Community and media responses have varied. A vehement 'name and shame' campaign by UK tabloid the News of the World appears to fomented hysteria that saw vandalism, death threats and assault on actual or supposed offenders. One utterly respectable paediatrician was thus driven out of town after 'concerned citizens' failed to differentiate between paediatrics and paedophilia.

There has been surprisingly little detailed research about community attitudes to 'criminal history' information, online publication and privacy. One major study is the 2001 Public Attitudes toward Uses of Criminal History Information report (PDF) from the US National Consortium for Justice Information & Statistics (NCJIS).

That report concludes that although there is substantial support for public availability of particular categories of records where there is a perceived public benefit/safety rationale, there is significantly lower support for more 'private' uses. In general, respondents favour access by employers and government agencies but do no support access to arrest-only (or arrest without conviction) records. The findings are consistent with a range of studies about US consumer attitudes to privacy.

The report suggests that, when not fretting about whether Elvis was rubbed out by the FBI or abducted by aliens in search of credit data, most US citizens view criminal history records as confidential information and favor some restriction in access. Surprisingly, given taditionally high levels of distrust of government, most of Westin's respondents are more wary of business misuse.

47% supposedly prefer a "partially open system" in which only conviction records are freely available. 37% support a restricted system, where only selected users have access. 12% favour a wholly open system in which arrest and conviction records are freely available. 90% preferred State agencies not to web-publish criminal history information that is already a matter of public record, for example that has appeared in newspapers.

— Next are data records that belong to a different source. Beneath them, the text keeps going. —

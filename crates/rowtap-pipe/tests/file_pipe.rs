//! File pipe behavior: headers, framing, offsets, rotation.

use tokio_util::sync::CancellationToken;

use rowtap_core::config::InitialOffset;
use rowtap_core::AppConfig;
use rowtap_pipe::{Consumer, FilePipe, Pipe, PipeError, Producer};

fn test_cfg(dir: &std::path::Path) -> AppConfig {
    AppConfig {
        data_dir: dir.to_path_buf(),
        max_file_size: 1024,
        delimited: true,
        ..AppConfig::default()
    }
}

async fn consume_and_check(c: &mut Box<dyn Consumer>, want: &[u8]) {
    assert!(c.fetch_next().await, "expected a message");
    let got = c.pop().unwrap();
    assert_eq!(got.payload, want, "read back incorrect message");
}

#[tokio::test]
async fn header_carries_schema_and_digest() {
    let dir = tempfile::tempdir().unwrap();
    let pipe = FilePipe::new(&test_cfg(dir.path()), CancellationToken::new());

    let mut p = pipe.new_producer("header-test-topic").await.unwrap();
    let mut c = pipe.make_consumer("header-test-topic").unwrap();

    p.set_format("json");
    p.push_schema("key".into(), b"schema-to-test-header".to_vec()).await.unwrap();

    let msg = br#"{"Test" : "file data"}"#;
    p.push(msg.to_vec()).await.unwrap();
    p.close().await.unwrap();

    assert!(c.fetch_next().await, "there should be schema message");
    assert_eq!(c.pop().unwrap().payload, b"schema-to-test-header");

    assert!(c.fetch_next().await, "there should be exactly one data message");
    assert_eq!(c.pop().unwrap().payload, msg);

    let header = c.header().expect("segment header");
    assert_eq!(header.format, "json");
    assert_eq!(header.schema_text(), "schema-to-test-header");
    // Digest over the framed data bytes, patched at close.
    assert_eq!(
        header.sha256,
        "d814ab34da9e76c671066fa47d865c7afa7487f18225bf97ca849c080065536d"
    );

    c.close().await.unwrap();
}

#[tokio::test]
async fn binary_format_uses_length_prefixes() {
    let dir = tempfile::tempdir().unwrap();
    let pipe = FilePipe::new(&test_cfg(dir.path()), CancellationToken::new());

    let mut p = pipe.new_producer("binary-test-topic").await.unwrap();
    // Anything that is not json/text frames as binary.
    p.set_format("msgpack");

    let mut c = pipe.new_consumer("binary-test-topic").await.unwrap();

    p.push(b"first".to_vec()).await.unwrap();
    p.push(b"second".to_vec()).await.unwrap();
    p.close().await.unwrap();

    consume_and_check(&mut c, b"first").await;
    consume_and_check(&mut c, b"second").await;
    c.close().await.unwrap();
}

#[tokio::test]
async fn non_delimited_files_refuse_consumption() {
    let dir = tempfile::tempdir().unwrap();
    let cfg = AppConfig { delimited: false, ..test_cfg(dir.path()) };
    let pipe = FilePipe::new(&cfg, CancellationToken::new());

    let mut p = pipe.new_producer("no-delimiter-test-topic").await.unwrap();
    p.set_format("json");
    p.push(b"first".to_vec()).await.unwrap();
    p.push(b"second".to_vec()).await.unwrap();
    p.close().await.unwrap();

    // A delimited consumer cannot frame the concatenated payloads.
    let delim_cfg = test_cfg(dir.path());
    let delim_pipe = FilePipe::new(&delim_cfg, CancellationToken::new());
    let mut c = delim_pipe.new_consumer("no-delimiter-test-topic").await.unwrap();
    assert!(c.fetch_next().await, "there should be a message with error set");
    let err = c.pop().unwrap_err();
    assert!(matches!(err, PipeError::NotDelimited));
    assert_eq!(err.to_string(), "cannot consume non delimited file");
    c.close().await.unwrap();

    // Exactly one segment, with header line and raw concatenation.
    let topic_dir = dir.path().join("no-delimiter-test-topic");
    let mut entries: Vec<_> = std::fs::read_dir(&topic_dir)
        .unwrap()
        .map(|e| e.unwrap().file_name())
        .collect();
    entries.sort();
    assert_eq!(entries.len(), 1, "expect exactly one file in the directory");

    let content = std::fs::read_to_string(topic_dir.join(&entries[0])).unwrap();
    assert_eq!(
        content,
        "{\"Format\":\"json\",\"SHA256\":\"da83f63e1a473003712c18f5afc5a79044221943d1083c7c5a7ac7236d85e8d2\"}\nfirstsecond"
    );
}

#[tokio::test]
async fn initial_offset_semantics() {
    let dir = tempfile::tempdir().unwrap();
    let pipe = FilePipe::new(&test_cfg(dir.path()), CancellationToken::new());

    let mut p = pipe.new_producer("file-offsets-test-topic").await.unwrap();
    p.set_format("json");

    // Default consumers see only messages produced after creation.
    let mut c1 = pipe.new_consumer("file-offsets-test-topic").await.unwrap();

    let msg1 = br#"{"Test" : "filedata1"}"#;
    p.push(msg1.to_vec()).await.unwrap();

    // This consumer will not see msg1.
    let mut c2 = pipe.new_consumer("file-offsets-test-topic").await.unwrap();

    // An oldest-offset consumer sees both messages.
    let oldest_cfg =
        AppConfig { initial_offset: InitialOffset::Oldest, ..test_cfg(dir.path()) };
    let oldest_pipe = FilePipe::new(&oldest_cfg, CancellationToken::new());
    let mut c3 = oldest_pipe.new_consumer("file-offsets-test-topic").await.unwrap();

    let msg2 = br#"{"Test" : "filedata2"}"#;
    p.push(msg2.to_vec()).await.unwrap();
    p.close().await.unwrap();

    consume_and_check(&mut c1, msg1).await;
    consume_and_check(&mut c1, msg2).await;

    consume_and_check(&mut c2, msg2).await;

    consume_and_check(&mut c3, msg1).await;
    consume_and_check(&mut c3, msg2).await;

    c1.close().await.unwrap();
    c2.close().await.unwrap();
    c3.close().await.unwrap();
}

#[tokio::test]
async fn rotation_by_size_keeps_order() {
    let dir = tempfile::tempdir().unwrap();
    // One message per segment.
    let cfg = AppConfig { max_file_size: 1, ..test_cfg(dir.path()) };
    let pipe = FilePipe::new(&cfg, CancellationToken::new());

    let mut p = pipe.new_producer("rotation-topic").await.unwrap();
    p.set_format("json");
    let messages: Vec<Vec<u8>> = (0..5).map(|i| format!("m{i}").into_bytes()).collect();
    for m in &messages {
        p.push(m.clone()).await.unwrap();
    }
    p.close().await.unwrap();

    let segments = std::fs::read_dir(dir.path().join("rotation-topic")).unwrap().count();
    assert_eq!(segments, 5);

    let oldest_cfg =
        AppConfig { initial_offset: InitialOffset::Oldest, max_file_size: 1, ..test_cfg(dir.path()) };
    let oldest = FilePipe::new(&oldest_cfg, CancellationToken::new());
    let mut c = oldest.new_consumer("rotation-topic").await.unwrap();
    for m in &messages {
        consume_and_check(&mut c, m).await;
    }
    c.close().await.unwrap();
}

#[tokio::test]
async fn delimited_round_trip_batch() {
    let dir = tempfile::tempdir().unwrap();
    let cfg = AppConfig { initial_offset: InitialOffset::Oldest, ..test_cfg(dir.path()) };
    let pipe = FilePipe::new(&cfg, CancellationToken::new());

    let mut p = pipe.new_producer("batch-topic").await.unwrap();
    p.set_format("json");
    let batch: Vec<(Option<String>, Vec<u8>)> = (0..10)
        .map(|i| (Some(format!("k{i}")), format!("payload-{i}").into_bytes()))
        .collect();
    p.push_batch(batch.clone()).await.unwrap();
    p.close().await.unwrap();

    let mut c = pipe.new_consumer("batch-topic").await.unwrap();
    for (_, payload) in &batch {
        consume_and_check(&mut c, payload).await;
    }
    c.close().await.unwrap();
}

#[tokio::test]
async fn tail_blocks_until_new_data_or_shutdown() {
    let dir = tempfile::tempdir().unwrap();
    let shutdown = CancellationToken::new();
    let pipe =
        std::sync::Arc::new(FilePipe::new(&test_cfg(dir.path()), shutdown.clone()));

    let mut c = pipe.new_consumer("tail-topic").await.unwrap();
    let writer = pipe.clone();
    tokio::spawn(async move {
        tokio::time::sleep(std::time::Duration::from_millis(100)).await;
        let mut p = writer.new_producer("tail-topic").await.unwrap();
        p.set_format("json");
        p.push(b"late-arrival".to_vec()).await.unwrap();
        p.close().await.unwrap();
    });

    consume_and_check(&mut c, b"late-arrival").await;

    // Quiescent topic: fetch_next returns false once shutdown fires.
    let stopper = shutdown.clone();
    tokio::spawn(async move {
        tokio::time::sleep(std::time::Duration::from_millis(50)).await;
        stopper.cancel();
    });
    assert!(!c.fetch_next().await);
}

Most support some access to conviction records by nongovernment entities for noncommercial purposes. Nine out of ten would allow restricted access to conviction records by potential employers, with 55% indicating that access should be tied to the nature of the position, such as handling money or dealing with children. A majority endorsed at least some access by organisations that work with children (88%), by the defence forces (82%) and insurance companies investigating fraud (76%), although there is markedly lower support for banks (32%) and credit card providers (21%).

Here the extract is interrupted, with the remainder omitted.